How to complete this task ▸
Among the entries, which lines carry the string "struct"? Copy every one.

··· Information

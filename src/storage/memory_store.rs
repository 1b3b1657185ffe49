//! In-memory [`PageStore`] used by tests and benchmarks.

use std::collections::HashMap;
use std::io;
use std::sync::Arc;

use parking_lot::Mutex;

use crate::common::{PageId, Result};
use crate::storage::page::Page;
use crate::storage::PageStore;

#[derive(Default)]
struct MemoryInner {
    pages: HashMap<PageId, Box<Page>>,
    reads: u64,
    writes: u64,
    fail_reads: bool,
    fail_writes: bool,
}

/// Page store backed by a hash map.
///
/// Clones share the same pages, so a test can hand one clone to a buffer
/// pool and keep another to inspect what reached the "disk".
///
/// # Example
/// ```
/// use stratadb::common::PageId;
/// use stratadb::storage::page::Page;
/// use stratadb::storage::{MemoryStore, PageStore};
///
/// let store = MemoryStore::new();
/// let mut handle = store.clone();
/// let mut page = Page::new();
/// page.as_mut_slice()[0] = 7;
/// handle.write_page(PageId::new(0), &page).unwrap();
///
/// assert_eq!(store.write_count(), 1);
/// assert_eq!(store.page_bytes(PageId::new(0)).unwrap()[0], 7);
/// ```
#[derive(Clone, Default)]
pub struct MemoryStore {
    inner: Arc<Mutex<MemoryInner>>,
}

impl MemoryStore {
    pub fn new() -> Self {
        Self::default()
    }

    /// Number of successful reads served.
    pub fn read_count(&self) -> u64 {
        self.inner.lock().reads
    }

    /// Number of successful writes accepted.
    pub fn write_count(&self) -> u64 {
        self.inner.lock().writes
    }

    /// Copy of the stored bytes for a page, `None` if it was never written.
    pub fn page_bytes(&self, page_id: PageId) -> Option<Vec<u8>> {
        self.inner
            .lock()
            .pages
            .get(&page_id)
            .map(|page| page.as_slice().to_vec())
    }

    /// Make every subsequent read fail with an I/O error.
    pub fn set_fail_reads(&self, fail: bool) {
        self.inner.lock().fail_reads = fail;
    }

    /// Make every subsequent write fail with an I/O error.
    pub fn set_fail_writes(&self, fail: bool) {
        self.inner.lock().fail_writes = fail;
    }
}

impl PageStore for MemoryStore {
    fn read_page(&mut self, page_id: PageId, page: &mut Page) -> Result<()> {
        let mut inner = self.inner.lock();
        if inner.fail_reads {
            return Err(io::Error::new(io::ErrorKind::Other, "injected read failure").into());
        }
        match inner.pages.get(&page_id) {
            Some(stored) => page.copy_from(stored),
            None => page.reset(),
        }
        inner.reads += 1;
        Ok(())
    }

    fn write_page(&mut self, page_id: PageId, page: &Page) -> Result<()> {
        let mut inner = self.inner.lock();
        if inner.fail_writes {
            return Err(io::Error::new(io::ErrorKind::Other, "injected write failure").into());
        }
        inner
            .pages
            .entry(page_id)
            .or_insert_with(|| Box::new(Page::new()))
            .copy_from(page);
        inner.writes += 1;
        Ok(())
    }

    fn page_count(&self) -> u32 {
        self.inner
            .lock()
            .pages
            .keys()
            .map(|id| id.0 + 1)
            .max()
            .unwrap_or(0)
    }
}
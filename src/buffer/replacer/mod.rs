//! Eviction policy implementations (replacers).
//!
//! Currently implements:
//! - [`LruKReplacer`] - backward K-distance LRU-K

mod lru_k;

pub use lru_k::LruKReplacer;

······
··· Information

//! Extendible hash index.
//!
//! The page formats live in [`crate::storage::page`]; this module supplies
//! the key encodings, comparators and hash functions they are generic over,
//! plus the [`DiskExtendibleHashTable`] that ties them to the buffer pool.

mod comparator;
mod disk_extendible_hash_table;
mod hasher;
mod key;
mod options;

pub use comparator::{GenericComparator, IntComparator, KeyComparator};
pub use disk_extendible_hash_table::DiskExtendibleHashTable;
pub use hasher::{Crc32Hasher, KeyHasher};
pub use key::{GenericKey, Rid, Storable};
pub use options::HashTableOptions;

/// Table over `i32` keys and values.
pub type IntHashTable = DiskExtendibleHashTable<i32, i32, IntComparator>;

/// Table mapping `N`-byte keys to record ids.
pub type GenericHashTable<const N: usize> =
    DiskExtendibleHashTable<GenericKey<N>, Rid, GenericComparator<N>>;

······
··· Information

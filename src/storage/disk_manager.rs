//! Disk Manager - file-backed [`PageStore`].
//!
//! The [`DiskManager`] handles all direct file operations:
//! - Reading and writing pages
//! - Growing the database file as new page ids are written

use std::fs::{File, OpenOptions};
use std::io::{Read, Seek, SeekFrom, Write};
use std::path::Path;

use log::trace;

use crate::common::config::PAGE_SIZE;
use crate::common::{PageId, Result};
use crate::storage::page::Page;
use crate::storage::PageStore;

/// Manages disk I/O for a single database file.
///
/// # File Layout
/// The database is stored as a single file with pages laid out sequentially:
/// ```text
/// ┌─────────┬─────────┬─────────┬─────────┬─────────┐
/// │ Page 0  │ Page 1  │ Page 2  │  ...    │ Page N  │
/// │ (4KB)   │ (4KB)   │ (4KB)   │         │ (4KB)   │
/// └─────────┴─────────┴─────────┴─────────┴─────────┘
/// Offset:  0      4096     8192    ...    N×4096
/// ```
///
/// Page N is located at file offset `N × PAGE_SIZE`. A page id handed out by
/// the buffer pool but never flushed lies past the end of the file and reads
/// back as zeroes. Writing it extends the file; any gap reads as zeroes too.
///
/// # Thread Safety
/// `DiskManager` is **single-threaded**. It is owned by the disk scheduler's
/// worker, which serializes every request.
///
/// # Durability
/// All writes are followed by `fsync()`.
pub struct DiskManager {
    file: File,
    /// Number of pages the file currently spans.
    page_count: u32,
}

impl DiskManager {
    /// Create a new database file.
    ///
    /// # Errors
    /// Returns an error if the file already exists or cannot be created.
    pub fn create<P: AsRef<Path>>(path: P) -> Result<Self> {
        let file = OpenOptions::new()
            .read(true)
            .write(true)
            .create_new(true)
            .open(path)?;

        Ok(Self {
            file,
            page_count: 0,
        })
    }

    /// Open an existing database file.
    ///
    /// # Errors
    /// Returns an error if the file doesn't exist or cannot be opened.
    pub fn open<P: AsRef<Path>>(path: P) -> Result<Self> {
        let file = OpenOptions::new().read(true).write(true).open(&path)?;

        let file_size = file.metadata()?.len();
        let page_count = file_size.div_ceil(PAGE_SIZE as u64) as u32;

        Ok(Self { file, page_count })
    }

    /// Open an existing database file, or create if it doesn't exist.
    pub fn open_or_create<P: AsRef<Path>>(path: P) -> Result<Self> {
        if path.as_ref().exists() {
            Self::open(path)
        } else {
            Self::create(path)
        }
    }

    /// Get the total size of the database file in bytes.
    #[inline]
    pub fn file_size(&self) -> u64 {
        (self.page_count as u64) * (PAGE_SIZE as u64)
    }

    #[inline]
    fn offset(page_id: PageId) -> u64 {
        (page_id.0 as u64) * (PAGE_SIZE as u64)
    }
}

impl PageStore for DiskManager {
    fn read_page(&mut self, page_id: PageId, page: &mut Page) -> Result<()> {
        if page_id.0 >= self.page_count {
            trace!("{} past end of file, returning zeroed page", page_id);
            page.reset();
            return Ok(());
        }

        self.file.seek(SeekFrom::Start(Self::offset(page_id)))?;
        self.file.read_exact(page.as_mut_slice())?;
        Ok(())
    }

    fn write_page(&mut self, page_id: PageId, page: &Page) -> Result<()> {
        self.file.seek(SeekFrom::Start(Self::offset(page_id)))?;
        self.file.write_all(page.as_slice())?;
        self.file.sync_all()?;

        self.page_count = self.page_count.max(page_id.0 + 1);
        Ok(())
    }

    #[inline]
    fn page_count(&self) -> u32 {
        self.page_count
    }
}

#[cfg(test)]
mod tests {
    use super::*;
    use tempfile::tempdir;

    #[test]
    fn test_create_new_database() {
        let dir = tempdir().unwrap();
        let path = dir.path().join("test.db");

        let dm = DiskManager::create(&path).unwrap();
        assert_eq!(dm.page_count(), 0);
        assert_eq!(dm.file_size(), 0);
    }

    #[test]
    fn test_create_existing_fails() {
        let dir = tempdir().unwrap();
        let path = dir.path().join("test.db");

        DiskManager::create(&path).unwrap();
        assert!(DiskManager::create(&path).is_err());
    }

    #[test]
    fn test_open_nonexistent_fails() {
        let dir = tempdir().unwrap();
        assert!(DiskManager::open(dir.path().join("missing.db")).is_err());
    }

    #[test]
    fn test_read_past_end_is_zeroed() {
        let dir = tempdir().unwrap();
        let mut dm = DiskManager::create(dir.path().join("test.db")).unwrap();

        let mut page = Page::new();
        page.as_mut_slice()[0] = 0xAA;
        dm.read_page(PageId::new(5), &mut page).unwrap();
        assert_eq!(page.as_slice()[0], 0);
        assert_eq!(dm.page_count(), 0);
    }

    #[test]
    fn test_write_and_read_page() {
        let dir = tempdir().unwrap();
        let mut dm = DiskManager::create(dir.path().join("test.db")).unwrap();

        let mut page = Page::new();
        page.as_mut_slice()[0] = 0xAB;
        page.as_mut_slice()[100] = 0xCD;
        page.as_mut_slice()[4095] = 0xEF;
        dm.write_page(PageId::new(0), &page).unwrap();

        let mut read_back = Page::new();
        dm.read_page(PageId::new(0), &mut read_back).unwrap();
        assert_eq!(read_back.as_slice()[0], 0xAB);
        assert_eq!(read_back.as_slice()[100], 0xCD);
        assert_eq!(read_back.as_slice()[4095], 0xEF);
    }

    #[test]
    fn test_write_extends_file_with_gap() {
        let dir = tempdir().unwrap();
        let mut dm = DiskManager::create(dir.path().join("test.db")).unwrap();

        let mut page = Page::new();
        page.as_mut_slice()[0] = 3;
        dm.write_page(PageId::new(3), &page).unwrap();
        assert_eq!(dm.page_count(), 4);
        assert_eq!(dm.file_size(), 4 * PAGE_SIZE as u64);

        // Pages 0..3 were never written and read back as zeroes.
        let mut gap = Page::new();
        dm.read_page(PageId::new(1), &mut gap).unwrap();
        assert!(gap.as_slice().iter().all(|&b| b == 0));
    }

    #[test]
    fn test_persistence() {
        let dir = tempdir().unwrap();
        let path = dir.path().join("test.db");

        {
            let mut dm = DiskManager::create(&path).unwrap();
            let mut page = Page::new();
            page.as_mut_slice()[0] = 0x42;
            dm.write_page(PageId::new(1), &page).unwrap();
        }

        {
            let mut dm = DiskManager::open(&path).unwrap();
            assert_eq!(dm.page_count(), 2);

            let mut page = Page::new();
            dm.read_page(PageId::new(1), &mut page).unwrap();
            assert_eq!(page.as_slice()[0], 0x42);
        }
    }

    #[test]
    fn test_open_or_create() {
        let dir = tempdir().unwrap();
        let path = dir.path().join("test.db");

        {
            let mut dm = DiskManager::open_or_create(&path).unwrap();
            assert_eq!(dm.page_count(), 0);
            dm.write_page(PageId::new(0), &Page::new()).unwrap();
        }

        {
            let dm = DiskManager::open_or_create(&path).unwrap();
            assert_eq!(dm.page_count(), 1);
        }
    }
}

······

Answer to this problem ▸
struct MemoryInner {
pub struct MemoryStore {
pub struct DiskManager {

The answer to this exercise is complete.